O software permite realizar consultas de até 10 mil celulares a cada 12 meses. Era possível, ainda, criar alertas em tempo real, para informar quando um dos alvos se movia para outros locais.

O então ministro chefe do GSI, general Augusto Heleno, e o na época diretor da Abin Alexandre Ramagem, durante cerimônia no Palácio do Planalto
O então ministro chefe do GSI, general Augusto Heleno, e o na época diretor da Abin Alexandre Ramagem, durante cerimônia no Palácio do Planalto - Pedro Ladeira - 16.dez.20/Folhapress

O deputado Alexandre Ramagem (PL-RJ), que chefiou a Abin durante o governo Bolsonaro, publicou uma mensagem nas redes sociais em que defendeu que as investigações não sejam levadas por "falsas narrativas e especulações".

Ele destacou que o sistema foi adquirido antes da gestão Bolsonaro. "O referido sistema não faz interceptação, mas demonstrava fazer localização.

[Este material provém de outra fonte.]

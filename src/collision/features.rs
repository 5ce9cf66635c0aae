//! Topological contact identity.
//!
//! Box faces and the vertices of the incident edge are numbered; a contact
//! point remembers which reference/incident edges produced it. The resulting
//! key is stable across frames for the same topological contact, which is
//! what lets the solver warm-start instead of re-converging from zero.

/// Edge number of a box face, counted counter-clockwise from the top.
#[derive(Debug, Clone, Copy, PartialEq, Eq, Hash, Default)]
pub enum EdgeId {
    #[default]
    None,
    Edge1,
    Edge2,
    Edge3,
    Edge4,
}

/// Identifies which edges of the two colliding boxes produced a contact
/// point. Compared by equality when matching contacts across frames.
#[derive(Debug, Clone, Copy, PartialEq, Eq, Hash, Default)]
pub struct FeaturePair {
    pub in_edge1: EdgeId,
    pub out_edge1: EdgeId,
    pub in_edge2: EdgeId,
    pub out_edge2: EdgeId,
}

impl FeaturePair {
    /// Swaps the roles of the two bodies. Applied when box B served as the
    /// reference face, so identifiers stay comparable from a canonical
    /// body-A-first perspective.
    pub fn flip(&mut self) {
        std::mem::swap(&mut self.in_edge1, &mut self.in_edge2);
        std::mem::swap(&mut self.out_edge1, &mut self.out_edge2);
    }
}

Mesmo tendo passado por prova de conceito técnico e parecer favorável da AGU [Advocacia-Geral da União] para aquisição (2018), nossa gestão resolveu encaminhar à corregedoria para instaurar correição", disse.

"A operação de hoje só foi possível com esse início de trabalho de austeridade promovido na nossa gestão (governo Bolsonaro)", afirmou.

A operação da PF gerou reação do mundo político.

"Interceptações telefônicas têm regras rigorosas: só podem ocorrer com autorização judicial e para investigação de crimes. Jamais para espionagem de políticos, magistrados ou jornalistas, como há indícios quanto ao passado", disse o ministro da Justiça, Flávio Dino (PSB), numa rede social.

O presidente do Senado, Rodrigo Pacheco (PSD-MG), afirmou que os indícios apontam para algo "gravíssimo".

"Pelos indícios apresentados, do uso de uma instituição de Estado para esta finalidade de perseguição política, é algo gravíssimo que deve ser exemplarmente reprimido."

Diante das reações, o atual diretor-geral da Abin deve participar de uma reunião secreta na Comissão Mista de Controla das Atividades de Inteligência do Congresso na próxima semana. Corrêa foi chamado para esclarecer as suspeitas de monitoramento ilegal.

COMO É O PROGRAMA?

  • A ferramenta FirstMile permitia monitorar os passos de até 10 mil pessoas a cada 12 meses. Para iniciar o rastreio, bastava digitar o número de celular da pessoa.
  • O programa cria um histórico de deslocamentos e permite a criação de "alertas em tempo real" da movimentação de alvos em diferentes endereços.
  • O software foi comprado por R$ 5,7 milhões da israelense Cognyte, com dispensa de licitação, no final do governo Michel Temer (MDB). A ferramenta foi usada pelo governo Bolsonaro até meados de 2021.